Remembering Stuart

In the pre-dawn hours of February 25, 2000, gay Mormon Henry Stuart Matis made his way to the LDS Los Altos Stake Center on Grant Road. Stuart had a gun in his hand and a “Do Not Resuscitate” note to pin onto his gray sweatshirt. Police found his body on the steps of the church building at 7:30 a.m. where the sun dawned on a new morning of mourning, first for family and friends and then for a much larger community as Stuart’s story spread in the days before California’s first referendum on banning gay marriage – a ban supported and funded by Stuart’s fellow Mormons.
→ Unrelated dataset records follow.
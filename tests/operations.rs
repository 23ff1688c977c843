use ext2fs::consts::ROOT_INODE;
use ext2fs::driver::memory_drive::MemoryDrive;
use ext2fs::ops::{self, file};
use ext2fs::path::resolve;
use ext2fs::structure::blockmap::BlockMap;
use ext2fs::structure::Image;
use ext2fs::{Error, FormatOptions, FS};

fn fresh() -> FS<MemoryDrive> {
    FS::format(MemoryDrive::new(128 * 1024, 512), &FormatOptions::default()).unwrap()
}

fn remount(mut fs: FS<MemoryDrive>) -> FS<MemoryDrive> {
    fs.sync().unwrap();
    FS::mount(fs.into_device()).unwrap()
}

fn contents(image: &Image, path: &[u8]) -> Vec<u8> {
    let number = resolve(image, ROOT_INODE, path).unwrap().unwrap();
    let inode = image.read_inode(number).unwrap();
    file::read(image, &inode, 0, inode.size as usize).unwrap()
}

fn bitmaps(image: &Image) -> (Vec<u8>, Vec<u8>) {
    let group = image.group().unwrap();
    (
        image.block(group.block_bitmap).unwrap().to_vec(),
        image.block(group.inode_bitmap).unwrap().to_vec(),
    )
}

#[test]
fn session_survives_remount() {
    let mut fs = fresh();
    let body: Vec<u8> = (0..5000u32).map(|i| (i * 7 % 256) as u8).collect();
    {
        let image = fs.image_mut();
        ops::mkdir(image, b"/a").unwrap();
        ops::copy_in(image, &body, b"/home/user/body.bin", b"/a/").unwrap();
        ops::link(image, b"/a/body.bin", b"/alias").unwrap();
        ops::symlink(image, b"/a/body.bin", b"/a/shortcut").unwrap();
    }

    let fs = remount(fs);
    let image = fs.image();
    assert_eq!(contents(image, b"/a/body.bin"), body);
    assert_eq!(contents(image, b"/alias"), body);
    let body_inode = resolve(image, ROOT_INODE, b"/alias").unwrap().unwrap();
    assert_eq!(image.read_inode(body_inode).unwrap().links_count, 2);

    let shortcut = resolve(image, ROOT_INODE, b"/a/shortcut").unwrap().unwrap();
    let inode = image.read_inode(shortcut).unwrap();
    assert_eq!(file::read_link(image, &inode).unwrap(), b"/a/body.bin".to_vec());
    assert_eq!(image.read_inode(ROOT_INODE).unwrap().links_count, 4);
}

#[test]
fn delete_and_restore_round_trip() {
    let mut fs = fresh();
    let image = fs.image_mut();
    ops::mkdir(image, b"/d").unwrap();
    ops::copy_in(image, b"first", b"one", b"/d/one").unwrap();
    let two = vec![2u8; 2500];
    let number = ops::copy_in(image, &two, b"two", b"/d/two").unwrap();
    ops::copy_in(image, b"third", b"three", b"/d/three").unwrap();
    let before = image.superblock();
    let snapshot = bitmaps(image);

    assert_eq!(ops::remove(image, b"/d/two").unwrap(), number);
    let removed = image.superblock();
    assert_eq!(removed.free_blocks_count, before.free_blocks_count + 3);
    assert_eq!(removed.free_inodes_count, before.free_inodes_count + 1);
    assert!(image.read_inode(number).unwrap().dtime != 0);
    assert!(resolve(image, ROOT_INODE, b"/d/two").unwrap().is_none());
    assert_eq!(contents(image, b"/d/three"), b"third".to_vec());

    assert_eq!(ops::undelete(image, b"/d/two").unwrap(), number);
    let restored = image.superblock();
    assert_eq!(restored.free_blocks_count, before.free_blocks_count);
    assert_eq!(restored.free_inodes_count, before.free_inodes_count);
    assert_eq!(bitmaps(image), snapshot);
    let inode = image.read_inode(number).unwrap();
    assert_eq!(inode.dtime, 0);
    assert_eq!(inode.links_count, 1);
    assert_eq!(contents(image, b"/d/two"), two);
    assert_eq!(contents(image, b"/d/one"), b"first".to_vec());

    ops::copy_in(image, b"fourth", b"four", b"/d/four").unwrap();
    assert_eq!(contents(image, b"/d/two"), two);
    let report = ext2fs::checker::check_and_repair(image).unwrap();
    assert_eq!(report.total(), 0);
}

#[test]
fn restore_refuses_reused_inode() {
    let mut fs = fresh();
    let image = fs.image_mut();
    ops::copy_in(image, b"old", b"x", b"/x").unwrap();
    let number = ops::copy_in(image, b"victim", b"y", b"/victim").unwrap();
    ops::copy_in(image, b"after", b"z", b"/after").unwrap();
    ops::remove(image, b"/victim").unwrap();
    assert_eq!(ops::copy_in(image, b"new", b"z", b"/newcomer").unwrap(), number);

    let error = ops::undelete(image, b"/victim").unwrap_err();
    assert!(matches!(error, Error::InodeInUse(inode) if inode == number));
    assert_eq!(error.to_errno(), libc::EBUSY);
}

#[test]
fn path_boundaries() {
    let mut fs = fresh();
    let image = fs.image_mut();

    for path in [&b"relative"[..], b"", b"/"] {
        assert!(matches!(ops::mkdir(image, path), Err(Error::InvalidPath(_))), "{:?}", path);
    }
    ops::copy_in(image, b"data", b"f", b"/file").unwrap();
    assert!(matches!(ops::mkdir(image, b"/file/inner"), Err(Error::InvalidPath(_))));
    assert!(matches!(ops::remove(image, b"/nothing/here"), Err(Error::InvalidPath(_))));

    let longest = [b'n'; 255];
    let mut path = b"/".to_vec();
    path.extend_from_slice(&longest);
    ops::mkdir(image, &path).unwrap();
    path.push(b'n');
    assert!(matches!(ops::mkdir(image, &path), Err(Error::NameTooLong { len: 256, .. })));

    ops::mkdir(image, b"/trailing/").unwrap();
    assert!(resolve(image, ROOT_INODE, b"/trailing").unwrap().is_some());
}

#[test]
fn errors_leave_counters_consistent() {
    let mut fs = fresh();
    let image = fs.image_mut();
    let mut created = 0;
    loop {
        match ops::mkdir(image, format!("/dir{}", created).as_bytes()) {
            Ok(_) => created += 1,
            Err(Error::NoSpace) => break,
            Err(other) => panic!("unexpected error {other}"),
        }
    }
    assert_eq!(created, 21);

    let blocks = BlockMap::blocks(image).unwrap();
    let inodes = BlockMap::inodes(image).unwrap();
    let superblock = image.superblock();
    assert_eq!(superblock.free_blocks_count, blocks.capacity() - blocks.count_used(image).unwrap());
    assert_eq!(superblock.free_inodes_count, inodes.capacity() - inodes.count_used(image).unwrap());
    assert_eq!(superblock.free_inodes_count, 0);
}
While some would try to separate Stuart’s suicide from his religion and its involvement in same-sex politics, Stuart threw himself into that spotlight by choosing a symbolic location for his death, writing that he could not choose between his life and his church.  That location at that time became a rallying point for Mormons and non-Mormons alike. And it very publicly raised the bar in a problem that continues to hurt the Church of Jesus Christ of Latter-day Saints.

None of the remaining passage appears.